:: Data for this task
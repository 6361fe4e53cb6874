// SPDX-License-Identifier: BUSL-1.1
// Copyright (c) 2026 Alfred Jean LLC

use super::*;
use crate::signal::schema::tests::test_schema;
use tokio::sync::mpsc;

fn gateway() -> (SignalGateway, Arc<FakeBroker>, mpsc::Receiver<Event>) {
    let broker = Arc::new(FakeBroker::new());
    let (event_tx, event_rx) = mpsc::channel(64);
    let gateway = SignalGateway::new(test_schema(), broker.clone(), event_tx);
    (gateway, broker, event_rx)
}

#[tokio::test]
async fn subscribe_validates_and_books() {
    let (gateway, broker, _rx) = gateway();
    let client = ClientId::new();

    let sub = gateway
        .subscribe(&client, vec!["Vehicle.Speed".to_string()])
        .await
        .unwrap();
    assert!(sub.as_str().starts_with("sub-"));
    assert_eq!(broker.subscribed_paths(), vec!["Vehicle.Speed".to_string()]);
    assert_eq!(gateway.list_subscriptions().len(), 1);
}

#[tokio::test]
async fn subscribe_rejects_unknown_path() {
    let (gateway, _broker, _rx) = gateway();
    let client = ClientId::new();
    let err = gateway
        .subscribe(&client, vec!["Vehicle.Warp".to_string()])
        .await
        .unwrap_err();
    assert!(matches!(err, GatewayError::UnknownPath(_)));
    assert!(gateway.list_subscriptions().is_empty());
}

#[tokio::test]
async fn unsubscribe_removes_booking() {
    let (gateway, _broker, _rx) = gateway();
    let client = ClientId::new();
    let sub = gateway
        .subscribe(&client, vec!["Vehicle.Cabin.Light".to_string()])
        .await
        .unwrap();

    gateway.unsubscribe(&sub).unwrap();
    assert!(gateway.list_subscriptions().is_empty());
    assert!(matches!(
        gateway.unsubscribe(&sub),
        Err(GatewayError::SubscriptionNotFound(_))
    ));
}

#[tokio::test]
async fn drop_client_removes_only_theirs() {
    let (gateway, _broker, _rx) = gateway();
    let alice = ClientId::new();
    let bob = ClientId::new();
    gateway.subscribe(&alice, vec!["Vehicle.Speed".to_string()]).await.unwrap();
    gateway.subscribe(&bob, vec!["Vehicle.Speed".to_string()]).await.unwrap();

    assert_eq!(gateway.drop_client(&alice), 1);
    assert_eq!(gateway.list_subscriptions().len(), 1);
}

#[tokio::test]
async fn get_fresh_values_and_cache_fallback() {
    let (gateway, broker, _rx) = gateway();
    broker.set_value("Vehicle.Speed", serde_json::json!(42.0));

    let paths = vec!["Vehicle.Speed".to_string()];
    let (values, stale) = gateway.get(&paths).await.unwrap();
    assert!(!stale);
    assert_eq!(values["Vehicle.Speed"], serde_json::json!(42.0));

    // Broker goes away; the cached value is served and marked stale
    broker.set_connected(false);
    let (values, stale) = gateway.get(&paths).await.unwrap();
    assert!(stale);
    assert_eq!(values["Vehicle.Speed"], serde_json::json!(42.0));
}

#[tokio::test]
async fn set_validates_range_before_forwarding() {
    let (gateway, broker, _rx) = gateway();

    let mut updates = BTreeMap::new();
    updates.insert("Vehicle.Speed".to_string(), serde_json::json!(500.0));
    assert!(matches!(gateway.set(&updates).await, Err(GatewayError::OutOfRange(_))));
    assert!(broker.recorded_sets().is_empty());

    updates.insert("Vehicle.Speed".to_string(), serde_json::json!(50.0));
    gateway.set(&updates).await.unwrap();
    assert_eq!(broker.recorded_sets().len(), 1);
}

#[tokio::test]
async fn run_fans_out_updates_and_tracks_connection() {
    let (gateway, broker, mut event_rx) = gateway();
    let client = ClientId::new();
    gateway.subscribe(&client, vec!["Vehicle.Speed".to_string()]).await.unwrap();

    let cancel = CancellationToken::new();
    let pump = {
        let gateway = gateway.clone();
        let cancel = cancel.clone();
        tokio::spawn(async move { gateway.run(cancel).await })
    };

    let mut updates = BTreeMap::new();
    updates.insert("Vehicle.Speed".to_string(), serde_json::json!(88.0));
    broker.push_update(updates.clone());

    let event = event_rx.recv().await.unwrap();
    assert_eq!(event, Event::SignalsUpdated { updates });

    // Disconnect marks the cache stale and reports degradation
    broker.set_connected(false);
    let event = event_rx.recv().await.unwrap();
    assert_eq!(event, Event::BrokerConnection { connected: false });

    // Reconnect resubscribes active paths
    broker.set_connected(true);
    let event = event_rx.recv().await.unwrap();
    assert_eq!(event, Event::BrokerConnection { connected: true });

    cancel.cancel();
    let _ = pump.await;
    assert!(gateway.is_connected());
}
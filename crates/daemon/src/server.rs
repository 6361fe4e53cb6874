// SPDX-License-Identifier: BUSL-1.1
// Copyright (c) 2026 Alfred Jean LLC

//! Local server: the bidirectional message channel for first-party clients.
//!
//! One WebSocket connection per client. Frames on a connection are handled
//! sequentially, so a client that deploys and immediately lists sees its own
//! write. Malformed frames are dropped without closing the connection;
//! streaming pushes from subscriptions interleave with replies on the same
//! socket.

use futures_util::{SinkExt, StreamExt};
use sdv_core::ClientId;
use tokio::net::{TcpListener, TcpStream};
use tokio::sync::mpsc;
use tokio_tungstenite::tungstenite::Message;
use tokio_util::sync::CancellationToken;

use crate::dispatch::{drop_client, Dispatcher, OutboundFrame, RequestContext};

/// Outbound queue depth per connection.
const OUTBOUND_QUEUE: usize = 256;

/// Accept loop. Runs until cancelled.
pub async fn run_local_server(
    listener: TcpListener,
    dispatcher: Dispatcher,
    cancel: CancellationToken,
) {
    loop {
        tokio::select! {
            _ = cancel.cancelled() => break,
            accepted = listener.accept() => match accepted {
                Ok((stream, peer)) => {
                    tracing::debug!(%peer, "local client connected");
                    let dispatcher = dispatcher.clone();
                    let cancel = cancel.clone();
                    tokio::spawn(async move {
                        if let Err(e) = handle_connection(stream, dispatcher, cancel).await {
                            tracing::debug!(%peer, error = %e, "connection ended");
                        }
                    });
                }
                Err(e) => tracing::error!(error = %e, "accept failed"),
            }
        }
    }
}

async fn handle_connection(
    stream: TcpStream,
    dispatcher: Dispatcher,
    cancel: CancellationToken,
) -> Result<(), tokio_tungstenite::tungstenite::Error> {
    let ws = tokio_tungstenite::accept_async(stream).await?;
    let (mut write, mut read) = ws.split();
    let client = ClientId::new();
    let (reply_tx, mut reply_rx) = mpsc::channel::<OutboundFrame>(OUTBOUND_QUEUE);

    let ctx = RequestContext { client: client.clone(), request_from: None, reply_tx };

    let result = loop {
        tokio::select! {
            _ = cancel.cancelled() => {
                let _ = write.send(Message::Close(None)).await;
                break Ok(());
            }
            // Replies and subscription pushes share the socket.
            outbound = reply_rx.recv() => {
                if let Some(outbound) = outbound {
                    if let Err(e) = write.send(Message::text(outbound.frame)).await {
                        break Err(e);
                    }
                }
            }
            message = read.next() => match message {
                Some(Ok(Message::Text(text))) => {
                    if let Some(reply) = dispatcher.dispatch_text(&text, &ctx).await {
                        if let Err(e) = write.send(Message::text(reply)).await {
                            break Err(e);
                        }
                    }
                }
                Some(Ok(Message::Ping(payload))) => {
                    let _ = write.send(Message::Pong(payload)).await;
                }
                Some(Ok(Message::Close(_))) | None => break Ok(()),
                Some(Ok(_)) => {} // binary frames are ignored
                Some(Err(e)) => break Err(e),
            }
        }
    };

    drop_client(dispatcher.hub(), dispatcher.gateway(), &client);
    dispatcher.forget_sink(&client);
    result
}

#[cfg(test)]
#[path = "server_tests.rs"]
mod tests;
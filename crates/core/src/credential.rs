// SPDX-License-Identifier: BUSL-1.1
// Copyright (c) 2026 Alfred Jean LLC

//! Per-vehicle credential records held by the vault.

use chrono::{DateTime, Utc};
use serde::{Deserialize, Serialize};

/// Credentials for one vehicle, persisted in the vault file.
#[derive(Debug, Clone, PartialEq, Serialize, Deserialize)]
pub struct VehicleCredential {
    pub vehicle_id: String,
    pub access_token: String,
    #[serde(default)]
    pub refresh_token: Option<String>,
    #[serde(default)]
    pub scopes: Vec<String>,
    pub expires_at: DateTime<Utc>,
    pub registered_at: DateTime<Utc>,
    #[serde(default)]
    pub last_used: Option<DateTime<Utc>>,
}

impl VehicleCredential {
    /// Whether the access token expires within `window` from `now`.
    pub fn expires_within(&self, now: DateTime<Utc>, window: chrono::Duration) -> bool {
        self.expires_at <= now + window
    }
}
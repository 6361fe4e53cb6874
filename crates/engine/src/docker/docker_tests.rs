// SPDX-License-Identifier: BUSL-1.1
// Copyright (c) 2026 Alfred Jean LLC

use super::*;
use futures_util::StreamExt;
use sdv_core::AppId;

fn spec_for(app: &str) -> ContainerSpec {
    ContainerSpec {
        image: "python:3.11-slim".to_string(),
        command: vec!["python".to_string(), "main.py".to_string()],
        ..Default::default()
    }
    .labeled_for(&AppId::parse(app).unwrap())
}

#[test]
fn labeled_spec_carries_ownership_labels() {
    let spec = spec_for("my-app");
    assert_eq!(spec.labels.get(LABEL_RUNTIME).map(String::as_str), Some(LABEL_RUNTIME_VALUE));
    assert_eq!(spec.labels.get(LABEL_APP_ID).map(String::as_str), Some("my-app"));
}

#[tokio::test]
async fn fake_lifecycle_round_trip() {
    let engine = FakeEngine::new();
    let id = engine.create(&spec_for("app1")).await.unwrap();

    let state = engine.inspect(&id).await.unwrap();
    assert!(!state.running);

    engine.start(&id).await.unwrap();
    let state = engine.inspect(&id).await.unwrap();
    assert!(state.running);
    assert_eq!(state.app_id(), Some("app1"));

    engine.stop(&id, std::time::Duration::from_secs(5)).await.unwrap();
    let state = engine.inspect(&id).await.unwrap();
    assert!(!state.running);
    assert_eq!(state.exit_code, Some(0));

    engine.remove(&id, false).await.unwrap();
    assert!(matches!(engine.inspect(&id).await, Err(EngineError::NotFound(_))));
}

#[tokio::test]
async fn wait_resolves_on_scripted_exit() {
    let engine = FakeEngine::new();
    let id = engine.create(&spec_for("app2")).await.unwrap();
    engine.start(&id).await.unwrap();

    let waiter = {
        let engine = engine.clone();
        let id = id.clone();
        tokio::spawn(async move { engine.wait(&id).await })
    };
    engine.script_exit(&id, 3);

    let info = waiter.await.unwrap().unwrap();
    assert_eq!(info.exit_code, Some(3));
}

#[tokio::test]
async fn log_stream_replays_then_follows() {
    let engine = FakeEngine::new();
    let id = engine.create(&spec_for("app3")).await.unwrap();
    engine.start(&id).await.unwrap();
    engine.push_log(&id, sdv_core::LogStreamKind::Stdout, b"early\n");

    let mut stream = engine.logs(&id, true, None).await.unwrap();
    let first = stream.next().await.unwrap().unwrap();
    assert_eq!(first.bytes, b"early\n");

    engine.push_log(&id, sdv_core::LogStreamKind::Stderr, b"late\n");
    let second = stream.next().await.unwrap().unwrap();
    assert_eq!(second.stream, sdv_core::LogStreamKind::Stderr);

    // Exit ends the stream
    engine.script_exit(&id, 0);
    assert!(stream.next().await.is_none());
}

#[tokio::test]
async fn list_by_label_filters() {
    let engine = FakeEngine::new();
    let a = engine.create(&spec_for("alpha")).await.unwrap();
    let _b = engine
        .create(&ContainerSpec { image: "other".to_string(), ..Default::default() })
        .await
        .unwrap();

    let owned = engine.list_by_label(LABEL_RUNTIME, LABEL_RUNTIME_VALUE).await.unwrap();
    assert_eq!(owned.len(), 1);
    assert_eq!(owned[0].id, a);
}

#[tokio::test]
async fn fail_next_injects_errors() {
    let engine = FakeEngine::new();
    engine.fail_next("create", "boom");
    assert!(matches!(
        engine.create(&spec_for("x")).await,
        Err(EngineError::Rejected(msg)) if msg == "boom"
    ));
    // Next call succeeds again
    assert!(engine.create(&spec_for("x")).await.is_ok());
}

#[tokio::test]
async fn cli_run_mints_container() {
    let engine = FakeEngine::new();
    let tokens: Vec<String> =
        ["run", "-d", "--name", "nginx-test", "nginx:alpine"].iter().map(|s| s.to_string()).collect();
    let output = engine.run_cli(&tokens).await.unwrap();
    let id = output.container_id.unwrap();
    assert!(engine.exists(&id));
    assert_eq!(engine.cli_calls().len(), 1);

    // Non-run commands do not
    let output = engine.run_cli(&["ps".to_string()]).await.unwrap();
    assert!(output.container_id.is_none());
}
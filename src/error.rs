//! Error types for lunch-login
//!
//! All errors in the application are converted to `AppError`,
//! which implements `IntoResponse` for proper HTTP error responses.

use axum::http::StatusCode;
use axum::response::{IntoResponse, Response};
use thiserror::Error;

/// Application-wide error type
///
/// Authentication failures on the login flow never reach `IntoResponse`
/// directly; the callback handler recovers them into a redirect. The
/// variants still render sensibly if another handler propagates them.
#[derive(Debug, Error)]
pub enum AppError {
    /// Returned `state` did not match the issued one (403)
    #[error("OAuth state mismatch")]
    AuthCsrf,

    /// Provider reported an error on the callback, e.g. `access_denied` (403)
    #[error("Provider denied authorization: {0}")]
    AuthDenied(String),

    /// Token exchange or profile fetch failed or timed out (502)
    #[error("OAuth exchange failed: {0}")]
    AuthExchangeFailed(String),

    /// Session cookie missing, unsigned, expired or corrupt (401)
    #[error("Invalid session")]
    InvalidSession,

    /// Route or resource not found (404)
    #[error("Not Found")]
    NotFound,

    /// HTTP client error (502)
    #[error("HTTP client error: {0}")]
    HttpClient(#[from] reqwest::Error),

    /// Configuration error (500)
    #[error("Configuration error: {0}")]
    Config(String),

    /// Signing error (500)
    #[error("Encryption error: {0}")]
    Encryption(String),

    /// Internal server error (500)
    #[error("Internal error: {0}")]
    Internal(#[from] anyhow::Error),
}

impl From<config::ConfigError> for AppError {
    fn from(err: config::ConfigError) -> Self {
        AppError::Config(err.to_string())
    }
}

impl AppError {
    /// Short machine-readable name, used as the error indicator on
    /// login redirects and as the metrics label.
    pub fn kind(&self) -> &'static str {
        match self {
            AppError::AuthCsrf => "csrf",
            AppError::AuthDenied(_) => "access_denied",
            AppError::AuthExchangeFailed(_) => "exchange_failed",
            AppError::InvalidSession => "invalid_session",
            AppError::NotFound => "not_found",
            AppError::HttpClient(_) => "http_client",
            AppError::Config(_) => "config",
            AppError::Encryption(_) => "encryption",
            AppError::Internal(_) => "internal",
        }
    }

    pub fn status(&self) -> StatusCode {
        match self {
            AppError::AuthCsrf | AppError::AuthDenied(_) => StatusCode::FORBIDDEN,
            AppError::InvalidSession => StatusCode::UNAUTHORIZED,
            AppError::NotFound => StatusCode::NOT_FOUND,
            AppError::AuthExchangeFailed(_) | AppError::HttpClient(_) => StatusCode::BAD_GATEWAY,
            AppError::Config(_) | AppError::Encryption(_) | AppError::Internal(_) => {
                StatusCode::INTERNAL_SERVER_ERROR
            }
        }
    }

    /// Message that is safe to show to any client
    fn public_message(&self) -> String {
        match self {
            AppError::AuthExchangeFailed(_) => "OAuth exchange failed".to_string(),
            AppError::AuthDenied(_) => "Provider denied authorization".to_string(),
            AppError::HttpClient(_) => "Upstream request failed".to_string(),
            AppError::Config(_) | AppError::Encryption(_) | AppError::Internal(_) => {
                "Internal server error".to_string()
            }
            _ => self.to_string(),
        }
    }
}

/// Full error text, attached to error responses as an extension.
///
/// Only the development error-detail stage ever copies it into a body.
#[derive(Debug, Clone)]
pub struct ErrorDetail {
    pub message: String,
    pub detail: String,
}

impl IntoResponse for AppError {
    /// Convert error to HTTP response
    ///
    /// Body is `{"status": <code>, "error": <public message>}`.
    fn into_response(self) -> Response {
        use axum::Json;

        let status = self.status();
        let message = self.public_message();

        use crate::metrics::ERRORS_TOTAL;
        ERRORS_TOTAL.with_label_values(&[self.kind()]).inc();

        if status.is_server_error() {
            tracing::error!(error = %self, "Request failed");
        } else {
            tracing::debug!(error = %self, "Request rejected");
        }

        let body = Json(serde_json::json!({
            "status": status.as_u16(),
            "error": message,
        }));

        let mut response = (status, body).into_response();
        response.extensions_mut().insert(ErrorDetail {
            message,
            detail: format!("{self:?}"),
        });
        response
    }
}

/// Result type alias using AppError
pub type Result<T> = std::result::Result<T, AppError>;
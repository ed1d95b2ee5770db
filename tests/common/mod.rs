//! Common test utilities for E2E tests

use std::collections::HashMap;
use std::sync::Arc;
use std::sync::atomic::{AtomicUsize, Ordering};

use axum::{
    Form, Json, Router,
    extract::State,
    http::{HeaderMap, StatusCode},
    response::{IntoResponse, Response},
    routing::{get, post},
};
use lunch_login::{AppState, config};
use tokio::net::TcpListener;

pub const CALLBACK_URL: &str = "http://localhost/auth/github/callback";
pub const AUTHORIZE_URL: &str = "https://github.com/login/oauth/authorize";
pub const SESSION_SECRET: &str = "test-secret-key-32-bytes-long!!!";
pub const GOOD_CODE: &str = "good-code";
pub const ACCESS_TOKEN: &str = "gho_test_token";

/// How the fake GitHub answers
#[derive(Debug, Clone, Copy, PartialEq, Eq)]
pub enum ProviderBehavior {
    Ok,
    TokenServerError,
    TokenRejected,
    ProfileUnauthorized,
    SlowToken,
}

#[derive(Clone)]
struct FakeGitHub {
    behavior: ProviderBehavior,
    token_calls: Arc<AtomicUsize>,
    profile_calls: Arc<AtomicUsize>,
}

async fn fake_access_token(
    State(fake): State<FakeGitHub>,
    Form(form): Form<HashMap<String, String>>,
) -> Response {
    fake.token_calls.fetch_add(1, Ordering::SeqCst);

    match fake.behavior {
        ProviderBehavior::TokenServerError => {
            return (StatusCode::INTERNAL_SERVER_ERROR, "boom").into_response();
        }
        ProviderBehavior::TokenRejected => {
            return Json(serde_json::json!({
                "error": "bad_verification_code",
                "error_description": "The code passed is incorrect or expired."
            }))
            .into_response();
        }
        ProviderBehavior::SlowToken => {
            tokio::time::sleep(std::time::Duration::from_secs(3)).await;
        }
        ProviderBehavior::Ok | ProviderBehavior::ProfileUnauthorized => {}
    }

    let valid = form.get("code").map(String::as_str) == Some(GOOD_CODE)
        && form.get("client_id").map(String::as_str) == Some("test-client-id")
        && form.get("client_secret").map(String::as_str) == Some("test-client-secret")
        && form.get("redirect_uri").map(String::as_str) == Some(CALLBACK_URL);
    if !valid {
        return Json(serde_json::json!({ "error": "bad_verification_code" })).into_response();
    }

    Json(serde_json::json!({
        "access_token": ACCESS_TOKEN,
        "token_type": "bearer",
        "scope": ""
    }))
    .into_response()
}

async fn fake_user(State(fake): State<FakeGitHub>, headers: HeaderMap) -> Response {
    fake.profile_calls.fetch_add(1, Ordering::SeqCst);

    let expected = format!("Bearer {ACCESS_TOKEN}");
    let authorized = headers
        .get("authorization")
        .and_then(|value| value.to_str().ok())
        == Some(expected.as_str());
    let has_user_agent = headers.contains_key("user-agent");

    if fake.behavior == ProviderBehavior::ProfileUnauthorized || !authorized || !has_user_agent {
        return (
            StatusCode::UNAUTHORIZED,
            Json(serde_json::json!({ "message": "Bad credentials" })),
        )
            .into_response();
    }

    Json(serde_json::json!({
        "id": 583231,
        "login": "octocat",
        "name": "The Octocat",
        "avatar_url": "https://avatars.githubusercontent.com/u/583231",
        "html_url": "https://github.com/octocat",
        "email": null,
        "public_repos": 8
    }))
    .into_response()
}

/// Test server instance
pub struct TestServer {
    pub addr: String,
    pub state: AppState,
    pub client: reqwest::Client,
    token_calls: Arc<AtomicUsize>,
    profile_calls: Arc<AtomicUsize>,
}

impl TestServer {
    /// Create a new test server instance backed by a well-behaved fake GitHub
    pub async fn new() -> Self {
        Self::with_options(ProviderBehavior::Ok, config::Environment::Production).await
    }

    pub async fn with_provider(behavior: ProviderBehavior) -> Self {
        Self::with_options(behavior, config::Environment::Production).await
    }

    pub async fn with_options(
        behavior: ProviderBehavior,
        environment: config::Environment,
    ) -> Self {
        let fake = FakeGitHub {
            behavior,
            token_calls: Arc::new(AtomicUsize::new(0)),
            profile_calls: Arc::new(AtomicUsize::new(0)),
        };
        let provider_addr = spawn(
            Router::new()
                .route("/login/oauth/access_token", post(fake_access_token))
                .route("/user", get(fake_user))
                .with_state(fake.clone()),
        )
        .await;

        // Create test configuration
        let config = config::AppConfig {
            server: config::ServerConfig {
                host: "127.0.0.1".to_string(),
                port: 0, // Let OS assign port
                environment,
            },
            auth: config::AuthConfig {
                session_secret: SESSION_SECRET.to_string(),
                session_max_age: 604800,
                success_redirect: "/".to_string(),
                failure_redirect: "/login".to_string(),
                github: config::GitHubOAuthConfig {
                    client_id: "test-client-id".to_string(),
                    client_secret: "test-client-secret".to_string(),
                    callback_url: CALLBACK_URL.to_string(),
                    user_agent: "lunch-login-tests".to_string(),
                    authorize_url: AUTHORIZE_URL.to_string(),
                    token_url: format!("{provider_addr}/login/oauth/access_token"),
                    user_url: format!("{provider_addr}/user"),
                    scope: None,
                    timeout_seconds: 1,
                },
            },
            logging: config::LoggingConfig {
                level: "info".to_string(),
                format: "pretty".to_string(),
            },
        };

        // Initialize app state
        let state = AppState::new(config).unwrap();

        // Redirects are asserted on, never followed
        let client = reqwest::Client::builder()
            .redirect(reqwest::redirect::Policy::none())
            .timeout(std::time::Duration::from_secs(10))
            .build()
            .unwrap();

        let addr = spawn(lunch_login::build_router(state.clone())).await;

        Self {
            addr,
            state,
            client,
            token_calls: fake.token_calls,
            profile_calls: fake.profile_calls,
        }
    }

    /// Get base URL for requests
    pub fn url(&self, path: &str) -> String {
        format!("{}{}", self.addr, path)
    }

    pub fn token_calls(&self) -> usize {
        self.token_calls.load(Ordering::SeqCst)
    }

    pub fn profile_calls(&self) -> usize {
        self.profile_calls.load(Ordering::SeqCst)
    }

    /// Hit `/auth/github` and return the issued state and the `oauth_state` cookie pair
    pub async fn start_login(&self) -> (String, String) {
        let response = self
            .client
            .get(self.url("/auth/github"))
            .send()
            .await
            .unwrap();
        assert_eq!(response.status(), 302);

        let location = location(&response);
        let state = url::Url::parse(&location)
            .unwrap()
            .query_pairs()
            .find(|(key, _)| key == "state")
            .map(|(_, value)| value.into_owned())
            .expect("state query parameter");
        let cookie = cookie_pair(&response, "oauth_state").expect("oauth_state cookie");

        (state, cookie)
    }

    /// Call the OAuth callback, optionally presenting the state cookie
    pub async fn callback(
        &self,
        code: &str,
        state: &str,
        state_cookie: Option<&str>,
    ) -> reqwest::Response {
        let mut request = self
            .client
            .get(self.url("/auth/github/callback"))
            .query(&[("code", code), ("state", state)]);
        if let Some(cookie) = state_cookie {
            request = request.header("Cookie", cookie);
        }
        request.send().await.unwrap()
    }

    /// Full successful login; returns the `session=...` cookie pair
    pub async fn login(&self) -> String {
        let (state, state_cookie) = self.start_login().await;
        let response = self.callback(GOOD_CODE, &state, Some(&state_cookie)).await;
        assert_eq!(location(&response), "/");
        cookie_pair(&response, "session").expect("session cookie")
    }
}

async fn spawn(app: Router) -> String {
    // Bind to random port
    let listener = TcpListener::bind("127.0.0.1:0").await.unwrap();
    let addr = listener.local_addr().unwrap();

    // Spawn server in background
    tokio::spawn(async move {
        axum::serve(listener, app).await.unwrap();
    });

    format!("http://{}", addr)
}

pub fn location(response: &reqwest::Response) -> String {
    response
        .headers()
        .get("location")
        .and_then(|value| value.to_str().ok())
        .expect("location header")
        .to_string()
}

/// `name=value` of the first `Set-Cookie` header for `name`
pub fn cookie_pair(response: &reqwest::Response, name: &str) -> Option<String> {
    response
        .headers()
        .get_all("set-cookie")
        .iter()
        .filter_map(|value| value.to_str().ok())
        .filter_map(|value| value.split(';').next())
        .find(|pair| {
            pair.split_once('=')
                .is_some_and(|(cookie_name, _)| cookie_name.trim() == name)
        })
        .map(|pair| pair.trim().to_string())
}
::::
## What is being asked
Using the records above, work out the number of lines that contain "early" and write only that number.

## Answer for the task
2